**Records supplied:**
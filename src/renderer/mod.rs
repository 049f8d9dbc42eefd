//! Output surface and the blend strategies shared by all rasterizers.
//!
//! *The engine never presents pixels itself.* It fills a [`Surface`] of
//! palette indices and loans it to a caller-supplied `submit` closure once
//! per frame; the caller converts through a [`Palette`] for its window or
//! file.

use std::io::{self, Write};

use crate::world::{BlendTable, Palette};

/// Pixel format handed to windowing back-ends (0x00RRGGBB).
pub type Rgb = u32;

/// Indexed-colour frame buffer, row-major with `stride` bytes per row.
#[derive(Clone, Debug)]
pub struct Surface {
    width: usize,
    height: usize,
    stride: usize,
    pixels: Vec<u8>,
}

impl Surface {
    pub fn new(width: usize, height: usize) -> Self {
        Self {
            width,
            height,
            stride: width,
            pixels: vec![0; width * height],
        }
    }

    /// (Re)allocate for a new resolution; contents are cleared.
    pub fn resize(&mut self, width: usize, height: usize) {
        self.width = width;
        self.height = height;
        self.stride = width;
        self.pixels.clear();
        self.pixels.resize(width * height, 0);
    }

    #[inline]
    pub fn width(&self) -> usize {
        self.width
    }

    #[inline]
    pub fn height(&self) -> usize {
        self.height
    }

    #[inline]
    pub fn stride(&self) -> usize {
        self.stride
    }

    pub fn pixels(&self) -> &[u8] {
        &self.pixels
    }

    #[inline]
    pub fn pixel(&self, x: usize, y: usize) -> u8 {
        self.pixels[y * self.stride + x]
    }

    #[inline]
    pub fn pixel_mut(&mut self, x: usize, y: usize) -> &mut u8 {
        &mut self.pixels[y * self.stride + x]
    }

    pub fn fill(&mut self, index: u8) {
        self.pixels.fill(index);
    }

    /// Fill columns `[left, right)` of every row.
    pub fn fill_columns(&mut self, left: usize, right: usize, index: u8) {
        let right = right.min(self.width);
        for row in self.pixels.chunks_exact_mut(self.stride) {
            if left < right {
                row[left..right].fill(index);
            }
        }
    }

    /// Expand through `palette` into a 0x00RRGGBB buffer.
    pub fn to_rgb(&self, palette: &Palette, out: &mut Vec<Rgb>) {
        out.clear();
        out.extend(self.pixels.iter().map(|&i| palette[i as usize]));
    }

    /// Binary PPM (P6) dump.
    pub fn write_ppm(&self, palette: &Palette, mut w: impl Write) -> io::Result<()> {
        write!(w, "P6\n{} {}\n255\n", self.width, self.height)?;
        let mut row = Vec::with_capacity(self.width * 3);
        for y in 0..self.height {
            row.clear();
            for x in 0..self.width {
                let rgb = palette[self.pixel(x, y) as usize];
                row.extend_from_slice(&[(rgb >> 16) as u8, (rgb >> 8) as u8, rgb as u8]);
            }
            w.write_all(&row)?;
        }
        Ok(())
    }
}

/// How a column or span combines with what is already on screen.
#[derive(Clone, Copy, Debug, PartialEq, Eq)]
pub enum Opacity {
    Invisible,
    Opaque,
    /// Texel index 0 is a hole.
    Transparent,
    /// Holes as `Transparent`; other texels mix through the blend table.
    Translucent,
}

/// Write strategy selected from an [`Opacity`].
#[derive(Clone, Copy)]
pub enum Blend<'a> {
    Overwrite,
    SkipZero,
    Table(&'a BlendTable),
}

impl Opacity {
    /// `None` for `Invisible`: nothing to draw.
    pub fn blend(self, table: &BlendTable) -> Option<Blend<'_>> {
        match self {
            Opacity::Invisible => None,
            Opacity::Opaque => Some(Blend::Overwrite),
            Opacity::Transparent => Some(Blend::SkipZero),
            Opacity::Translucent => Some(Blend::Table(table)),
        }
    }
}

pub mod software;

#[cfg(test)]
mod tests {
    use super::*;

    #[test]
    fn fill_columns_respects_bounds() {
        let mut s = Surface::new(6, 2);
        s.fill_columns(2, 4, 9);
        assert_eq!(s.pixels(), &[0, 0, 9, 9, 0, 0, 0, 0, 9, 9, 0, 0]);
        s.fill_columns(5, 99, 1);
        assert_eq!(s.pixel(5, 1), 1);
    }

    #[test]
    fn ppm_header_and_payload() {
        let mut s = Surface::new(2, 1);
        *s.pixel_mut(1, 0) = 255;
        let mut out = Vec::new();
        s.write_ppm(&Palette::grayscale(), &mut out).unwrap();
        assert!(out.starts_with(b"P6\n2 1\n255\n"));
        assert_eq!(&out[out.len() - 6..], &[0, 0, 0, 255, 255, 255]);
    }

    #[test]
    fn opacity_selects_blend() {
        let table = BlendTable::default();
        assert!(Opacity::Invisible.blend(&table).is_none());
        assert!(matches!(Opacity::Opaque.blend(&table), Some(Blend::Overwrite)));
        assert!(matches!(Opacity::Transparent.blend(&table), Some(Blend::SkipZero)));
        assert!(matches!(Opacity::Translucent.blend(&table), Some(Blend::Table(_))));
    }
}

--

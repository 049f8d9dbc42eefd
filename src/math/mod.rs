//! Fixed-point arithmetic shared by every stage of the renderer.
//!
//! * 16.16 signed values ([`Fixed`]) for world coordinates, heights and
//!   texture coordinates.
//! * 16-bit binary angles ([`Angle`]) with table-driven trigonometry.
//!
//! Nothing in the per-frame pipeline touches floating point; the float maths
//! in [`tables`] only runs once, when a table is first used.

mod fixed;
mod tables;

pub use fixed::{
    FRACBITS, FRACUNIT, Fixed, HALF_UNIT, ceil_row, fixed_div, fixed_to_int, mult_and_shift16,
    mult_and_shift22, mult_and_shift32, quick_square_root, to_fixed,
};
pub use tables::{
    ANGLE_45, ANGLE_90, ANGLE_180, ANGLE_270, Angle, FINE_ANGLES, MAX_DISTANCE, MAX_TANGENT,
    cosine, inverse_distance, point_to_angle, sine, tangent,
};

**What you will do:**
Find the number of lines in the entries above that hold the string "through", and write only that number.

**Problem solution:**
3